**What you should do**
In the material below, some lines may hold the word "converted"; state how many do, giving only the number.

** Material shown follows **

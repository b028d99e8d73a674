//! Global element declarations
//!
//! Every global element owns a document type and may head or join a
//! substitution group. Member lists are filled in by substitution-group
//! linking before any content model is built.
//!
//! Reference: https://www.w3.org/TR/xmlschema-1/#cElement_Declarations

use crate::namespaces::QName;

use super::types::{DerivationFlags, TypeId};

/// A global element declaration
#[derive(Debug, Clone, PartialEq, Eq)]
pub struct SchemaGlobalElement {
    /// Element name
    pub name: QName,
    /// Type of the element's value
    pub type_id: TypeId,
    /// Whether the type was declared explicitly (otherwise it may be
    /// inherited from the substitution group head)
    pub has_declared_type: bool,
    /// Abstract elements never appear in instances themselves
    pub is_abstract: bool,
    /// Nillable flag
    pub nillable: bool,
    /// Default value text
    pub default_value: Option<String>,
    /// Fixed value text
    pub fixed_value: Option<String>,
    /// Substitution group head, once linked
    pub substitution_group: Option<QName>,
    /// Direct substitution group members
    pub substitution_members: Vec<QName>,
    /// Final flags
    pub final_flags: DerivationFlags,
    /// Block flags
    pub block_flags: DerivationFlags,
    /// Wrapper document type
    pub document_type: TypeId,
    /// Documentation text
    pub documentation: Vec<String>,
}

impl SchemaGlobalElement {
    /// Create a declaration of the given type
    pub fn new(name: QName, type_id: TypeId, document_type: TypeId) -> Self {
        Self {
            name,
            type_id,
            has_declared_type: true,
            is_abstract: false,
            nillable: false,
            default_value: None,
            fixed_value: None,
            substitution_group: None,
            substitution_members: Vec::new(),
            final_flags: DerivationFlags::none(),
            block_flags: DerivationFlags::none(),
            document_type,
            documentation: Vec::new(),
        }
    }

    /// Whether other elements substitute for this one
    pub fn is_substitution_head(&self) -> bool {
        !self.substitution_members.is_empty()
    }
}
impl DerivationFlags {
    /// No flags
    pub fn none() -> Self {
        Self::default()
    }

    /// Every flag (`#all`)
    pub fn all() -> Self {
        Self {
            extension: true,
            restriction: true,
            substitution: true,
            list: true,
            union: true,
        }
    }

    /// Parse a `final`/`block` attribute value
    pub fn from_str(value: &str) -> Result<Self> {
        let value = value.trim();
        if value == "#all" {
            return Ok(Self::all());
        }
        let mut flags = Self::none();
        for token in value.split_whitespace() {
            match token {
                "extension" => flags.extension = true,
                "restriction" => flags.restriction = true,
                "substitution" => flags.substitution = true,
                "list" => flags.list = true,
                "union" => flags.union = true,
                other => {
                    return Err(Error::Value(format!(
                        "invalid derivation control '{}'",
                        other
                    )))
                }
            }
        }
        Ok(flags)
    }

    /// Whether a derivation method is blocked by these flags
    pub fn contains(&self, method: DerivationMethod) -> bool {
        match method {
            DerivationMethod::Extension => self.extension,
            DerivationMethod::Restriction => self.restriction,
            DerivationMethod::None => false,
        }
    }
}

/// Variety of a simple type
#[derive(Debug, Clone, Copy, PartialEq, Eq, Hash, Default, serde::Serialize)]
#[serde(rename_all = "lowercase")]
pub enum SimpleVariety {
    /// Single value of a primitive type
    #[default]
    Atomic,
    /// Whitespace separated list of an item type
    List,
    /// One of several member types
    Union,
}
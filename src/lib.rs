//! # xmlschema-types
//!
//! Resolution of XML Schema components into a frozen type system.
//!
//! Given the parsed global components of one or more schema documents, the
//! compiler resolves every type's base chain and derivation, builds the
//! canonical content model of each complex type, merges attribute models,
//! checks Unique Particle Attribution, and projects per-name element and
//! attribute properties for language bindings.
//!
//! Reading XSD files is out of scope: input is the serde-deserialisable
//! [`ParsedSchema`] model.
//!
//! ## Example
//!
//! ```rust,ignore
//! use xmlschema_types::{Compiler, CompileOptions, ParsedSchema, QName};
//!
//! let schema = ParsedSchema::from_file("schema.json")?;
//! let compiled = Compiler::new(CompileOptions::default()).compile(&[schema])?;
//!
//! for diagnostic in compiled.diagnostics() {
//!     eprintln!("{}", diagnostic);
//! }
//! let order = compiled.type_system().find_type(&QName::namespaced("urn:shop", "Order"));
//! ```

#![warn(missing_docs)]
#![warn(clippy::all)]

// Foundation
pub mod error;
pub mod names;
pub mod namespaces;
pub mod options;

// Input and output models
pub mod components;
pub mod parsed;

// Resolution engine
pub mod compiler;

// Data export
pub mod exports;

pub use compiler::{CompiledSchema, Compiler, Phase};
pub use components::{
    ContentVariety, DerivationMethod, QNameSet, SchemaParticle, SchemaProperty, SchemaType,
    TypeId, TypeSystem, Wildcard,
};
pub use error::{Diagnostic, Error, Result, Severity};
pub use exports::TypeSystemDump;
pub use namespaces::QName;
pub use options::CompileOptions;
pub use parsed::ParsedSchema;

/// Version of the xmlschema-types library
pub const VERSION: &str = env!("CARGO_PKG_VERSION");

/// XSD namespace
pub const XSD_NAMESPACE: &str = "http://www.w3.org/2001/XMLSchema";

/// XML namespace
pub const XML_NAMESPACE: &str = "http://www.w3.org/XML/1998/namespace";
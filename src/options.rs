//! Compilation options
//!
//! The configuration surface consumed by the compiler, plus a structural
//! limit that keeps pathological particle nesting from exhausting the stack.

use crate::error::{Error, Result};
use serde::Deserialize;
use std::path::Path;

/// Options controlling one type-system compilation
#[derive(Debug, Clone, PartialEq, Eq, Deserialize)]
#[serde(default, rename_all = "camelCase")]
pub struct CompileOptions {
    /// Do not report Unique Particle Attribution violations as errors
    pub disable_upa_check: bool,

    /// Do not attach documentation/appinfo text to resolved components
    pub disable_annotations: bool,

    /// Return a type system even when unrecoverable errors were found
    pub allow_partial_type_system: bool,

    /// Maximum nesting depth of a particle tree
    pub max_model_depth: usize,
}

impl Default for CompileOptions {
    fn default() -> Self {
        Self {
            disable_upa_check: false,
            disable_annotations: false,
            allow_partial_type_system: false,
            max_model_depth: 256,
        }
    }
}

impl CompileOptions {
    /// Create options with default values
    pub fn new() -> Self {
        Self::default()
    }

    /// Strict options: every check enabled, shallow models only
    pub fn strict() -> Self {
        Self {
            max_model_depth: 64,
            ..Self::default()
        }
    }

    /// Permissive options: keep compiling through anything recoverable
    pub fn permissive() -> Self {
        Self {
            disable_upa_check: true,
            disable_annotations: false,
            allow_partial_type_system: true,
            max_model_depth: 4096,
        }
    }

    /// Load options from a JSON document
    pub fn from_json(text: &str) -> Result<Self> {
        Ok(serde_json::from_str(text)?)
    }

    /// Load options from a JSON file
    pub fn from_file(path: impl AsRef<Path>) -> Result<Self> {
        let text = std::fs::read_to_string(path)?;
        Self::from_json(&text)
    }

    /// Set whether UPA violations are ignored
    pub fn with_disable_upa_check(mut self, disable: bool) -> Self {
        self.disable_upa_check = disable;
        self
    }

    /// Set whether annotations are dropped
    pub fn with_disable_annotations(mut self, disable: bool) -> Self {
        self.disable_annotations = disable;
        self
    }

    /// Set whether a partial type system is acceptable
    pub fn with_allow_partial_type_system(mut self, allow: bool) -> Self {
        self.allow_partial_type_system = allow;
        self
    }

    /// Set the particle nesting limit
    pub fn with_max_model_depth(mut self, depth: usize) -> Self {
        self.max_model_depth = depth;
        self
    }

    /// Check if a particle nesting depth is within limits
    pub fn check_model_depth(&self, depth: usize) -> Result<()> {
        if depth > self.max_model_depth {
            Err(Error::LimitExceeded(format!(
                "content model depth {} exceeds maximum {}",
                depth, self.max_model_depth
            )))
        } else {
            Ok(())
        }
    }
}
//! The uniform response envelope shared by every API endpoint.
//!
//! ```json
//! { "success": true, "data": [], "pagination": { "currentPage": 1, ... } }
//! { "success": false, "error": "Unauthorized", "code": "AUTHENTICATION_ERROR" }
//! ```
//!
//! ## Invariants
//! - Envelopes built by this module with `success == false` always carry an
//!   `error`, `message` or `code`.

use pagination::Pagination;
use serde::de::DeserializeOwned;
use serde::{Deserialize, Serialize};
use serde_json::Value;
use tracing::debug;

use super::error_code::ApiErrorCode;
use super::notices::{CANNOT_CONNECT_MESSAGE, REQUEST_CANCELLED_MESSAGE, SESSION_EXPIRED_MESSAGE};

/// `error` value used when the server could not be reached or parsed.
pub const NETWORK_ERROR: &str = "Network Error";
/// `error` value used when the caller cancelled the request.
pub const REQUEST_CANCELLED: &str = "Request Cancelled";
/// `error` value used when a success envelope carried unusable data.
pub const INVALID_RESPONSE: &str = "Invalid Response";
/// `error` value used for requests rejected before they were sent.
pub const VALIDATION_FAILED: &str = "Validation Failed";
/// `error` value attached to session-expired envelopes.
pub const UNAUTHORIZED: &str = "Unauthorized";

/// Response envelope.
///
/// # Examples
/// ```
/// use pawstay_console::domain::ApiEnvelope;
/// use serde_json::json;
///
/// let ok = ApiEnvelope::ok(json!({ "id": 1 }));
/// assert!(ok.success);
///
/// let failed: ApiEnvelope = ApiEnvelope::failure("Bad Request", "title is required");
/// assert_eq!(failed.display_message(), Some("title is required"));
/// ```
#[derive(Debug, Clone, PartialEq, Serialize, Deserialize)]
#[serde(rename_all = "camelCase")]
pub struct ApiEnvelope<T = Value> {
    /// Whether the request succeeded.
    pub success: bool,
    /// Payload, present on success by convention.
    #[serde(default, skip_serializing_if = "Option::is_none")]
    pub data: Option<T>,
    /// Human-readable message.
    #[serde(default, skip_serializing_if = "Option::is_none")]
    pub message: Option<String>,
    /// Short error label.
    #[serde(default, skip_serializing_if = "Option::is_none")]
    pub error: Option<String>,
    /// Machine-readable error code.
    #[serde(default, skip_serializing_if = "Option::is_none")]
    pub code: Option<String>,
    /// Pagination block for list endpoints.
    #[serde(default, skip_serializing_if = "Option::is_none")]
    pub pagination: Option<Pagination>,
}

impl<T> ApiEnvelope<T> {
    /// Successful envelope carrying `data`.
    pub fn ok(data: T) -> Self {
        Self {
            success: true,
            data: Some(data),
            message: None,
            error: None,
            code: None,
            pagination: None,
        }
    }

    /// Successful list envelope with pagination metadata.
    pub fn ok_page(data: T, pagination: Pagination) -> Self {
        Self {
            pagination: Some(pagination),
            ..Self::ok(data)
        }
    }

    /// Failed envelope with an error label and a message.
    pub fn failure(error: impl Into<String>, message: impl Into<String>) -> Self {
        Self {
            success: false,
            data: None,
            message: Some(message.into()),
            error: Some(error.into()),
            code: None,
            pagination: None,
        }
    }

    /// Envelope returned when the server is unreachable or answers garbage.
    pub fn network_error() -> Self {
        Self::failure(NETWORK_ERROR, CANNOT_CONNECT_MESSAGE)
    }

    /// Envelope returned to callers after an authentication failure.
    pub fn session_expired() -> Self {
        Self::failure(UNAUTHORIZED, SESSION_EXPIRED_MESSAGE)
            .with_code(ApiErrorCode::AuthenticationError)
    }

    /// Envelope returned when the caller cancelled the request.
    pub fn cancelled() -> Self {
        Self::failure(REQUEST_CANCELLED, REQUEST_CANCELLED_MESSAGE)
    }

    /// Envelope for input rejected before any request was sent.
    pub fn validation_failure(message: impl Into<String>) -> Self {
        Self::failure(VALIDATION_FAILED, message).with_code(ApiErrorCode::ValidationError)
    }

    /// Attach a structured error code.
    pub fn with_code(mut self, code: ApiErrorCode) -> Self {
        self.code = Some(code.as_str().to_owned());
        self
    }

    /// Whether the envelope reports success.
    pub const fn is_success(&self) -> bool {
        self.success
    }

    /// The structured error code, when the client recognises it.
    pub fn error_code(&self) -> Option<ApiErrorCode> {
        self.code.as_deref().and_then(ApiErrorCode::parse)
    }

    /// Best text to show a user: `message`, falling back to `error`.
    pub fn display_message(&self) -> Option<&str> {
        self.message.as_deref().or(self.error.as_deref())
    }

    /// Transform the payload, keeping every other field.
    pub fn map<U>(self, f: impl FnOnce(T) -> U) -> ApiEnvelope<U> {
        ApiEnvelope {
            success: self.success,
            data: self.data.map(f),
            message: self.message,
            error: self.error,
            code: self.code,
            pagination: self.pagination,
        }
    }

    /// Fallible [`ApiEnvelope::map`].
    ///
    /// # Errors
    ///
    /// Returns the first error `f` produces.
    pub fn try_map<U, E>(
        self,
        f: impl FnOnce(T) -> Result<U, E>,
    ) -> Result<ApiEnvelope<U>, E> {
        Ok(ApiEnvelope {
            success: self.success,
            data: self.data.map(f).transpose()?,
            message: self.message,
            error: self.error,
            code: self.code,
            pagination: self.pagination,
        })
    }

    /// Re-type a failed envelope, dropping any payload.
    pub fn into_failure<U>(self) -> ApiEnvelope<U> {
        ApiEnvelope {
            success: false,
            data: None,
            message: self.message,
            error: self.error,
            code: self.code,
            pagination: None,
        }
    }
}

impl ApiEnvelope<Value> {
    /// Generic success answer with an empty object as payload.
    pub fn empty_success() -> Self {
        Self::ok(Value::Object(serde_json::Map::new()))
    }

    /// Decode the payload into a typed envelope.
    ///
    /// Failures pass through unchanged; a success whose payload is missing or
    /// does not match `U` becomes an [`INVALID_RESPONSE`] failure.
    pub fn decode<U: DeserializeOwned>(self) -> ApiEnvelope<U> {
        if !self.success {
            return self.into_failure();
        }
        let Some(data) = self.data else {
            return ApiEnvelope::failure(INVALID_RESPONSE, "response carried no data");
        };
        match serde_json::from_value::<U>(data) {
            Ok(decoded) => ApiEnvelope {
                success: true,
                data: Some(decoded),
                message: self.message,
                error: None,
                code: None,
                pagination: self.pagination,
            },
            Err(error) => {
                debug!(error = %error, "success payload did not match the expected shape");
                ApiEnvelope::failure(INVALID_RESPONSE, format!("unexpected response data: {error}"))
            }
        }
    }

    /// Parse a raw response body.
    ///
    /// A missing `success` field is taken from the HTTP status. Non-string
    /// `error`/`message` values are rendered as JSON text, and a malformed
    /// pagination block is dropped rather than failing the whole envelope.
    ///
    /// # Errors
    ///
    /// Returns the JSON error when the body is not a JSON object.
    pub fn from_wire(body: &[u8], status: u16) -> Result<Self, serde_json::Error> {
        let wire: WireEnvelope = serde_json::from_slice(body)?;
        let pagination = wire.pagination.and_then(|raw| {
            serde_json::from_value::<Pagination>(raw)
                .map_err(|error| debug!(error = %error, "ignoring malformed pagination block"))
                .ok()
        });
        Ok(Self {
            success: wire.success.unwrap_or((200..300).contains(&status)),
            data: wire.data,
            message: wire.message.map(text_of),
            error: wire.error.map(text_of),
            code: wire.code.map(text_of),
            pagination,
        })
    }
}

#[derive(Deserialize)]
struct WireEnvelope {
    success: Option<bool>,
    data: Option<Value>,
    message: Option<Value>,
    error: Option<Value>,
    code: Option<Value>,
    pagination: Option<Value>,
}

fn text_of(value: Value) -> String {
    match value {
        Value::String(text) => text,
        other => other.to_string(),
    }
}

#[cfg(test)]
mod tests {
    //! Envelope construction and wire parsing.

    use super::*;
    use rstest::rstest;
    use serde_json::json;

    #[rstest]
    #[case::network(ApiEnvelope::<Value>::network_error())]
    #[case::expired(ApiEnvelope::<Value>::session_expired())]
    #[case::cancelled(ApiEnvelope::<Value>::cancelled())]
    #[case::validation(ApiEnvelope::<Value>::validation_failure("bad"))]
    fn failures_always_explain_themselves(#[case] envelope: ApiEnvelope) {
        assert!(!envelope.success);
        assert!(
            envelope.error.is_some() || envelope.message.is_some() || envelope.code.is_some(),
            "failed envelopes must carry an explanation"
        );
    }

    #[test]
    fn serialisation_omits_absent_fields() {
        let value = serde_json::to_value(ApiEnvelope::ok(json!([1, 2]))).expect("serialise");
        assert_eq!(value, json!({ "success": true, "data": [1, 2] }));
    }

    #[rstest]
    #[case(200, true)]
    #[case(204, true)]
    #[case(404, false)]
    fn missing_success_is_taken_from_status(#[case] status: u16, #[case] expected: bool) {
        let envelope = ApiEnvelope::from_wire(br#"{"data":{"id":1}}"#, status).expect("parse");
        assert_eq!(envelope.success, expected);
    }

    #[test]
    fn wire_parsing_tolerates_structured_errors_and_bad_pagination() {
        let body = br#"{"success":false,"error":{"field":"title"},"pagination":"nope"}"#;
        let envelope = ApiEnvelope::from_wire(body, 400).expect("parse");
        assert_eq!(envelope.error.as_deref(), Some(r#"{"field":"title"}"#));
        assert!(envelope.pagination.is_none());
    }

    #[test]
    fn wire_parsing_rejects_non_objects() {
        assert!(ApiEnvelope::from_wire(b"<html>", 200).is_err());
        assert!(ApiEnvelope::from_wire(b"[1,2]", 200).is_err());
    }

    #[test]
    fn decode_reports_shape_mismatch_as_invalid_response() {
        let envelope = ApiEnvelope::ok(json!({ "id": 5 })).decode::<Vec<String>>();
        assert!(!envelope.success);
        assert_eq!(envelope.error.as_deref(), Some(INVALID_RESPONSE));
    }

    #[test]
    fn try_map_keeps_failures_and_surfaces_errors() {
        let failed: ApiEnvelope<u8> = ApiEnvelope::failure("Unauthorized", "bad password");
        let mapped = failed
            .try_map(|n| Ok::<_, String>(u16::from(n)))
            .expect("no payload to convert");
        assert_eq!(mapped.display_message(), Some("bad password"));

        let converted =
            ApiEnvelope::ok(7_u8).try_map(|n| Err::<u16, _>(format!("cannot use {n}")));
        assert_eq!(converted, Err("cannot use 7".to_owned()));
    }

    #[test]
    fn decode_keeps_failures_intact() {
        let failed: ApiEnvelope = ApiEnvelope::failure("Not Found", "missing")
            .with_code(ApiErrorCode::NotFound);
        let decoded = failed.decode::<Vec<String>>();
        assert_eq!(decoded.error_code(), Some(ApiErrorCode::NotFound));
        assert_eq!(decoded.display_message(), Some("missing"));
    }
}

** End of Material shown **

**Output**
2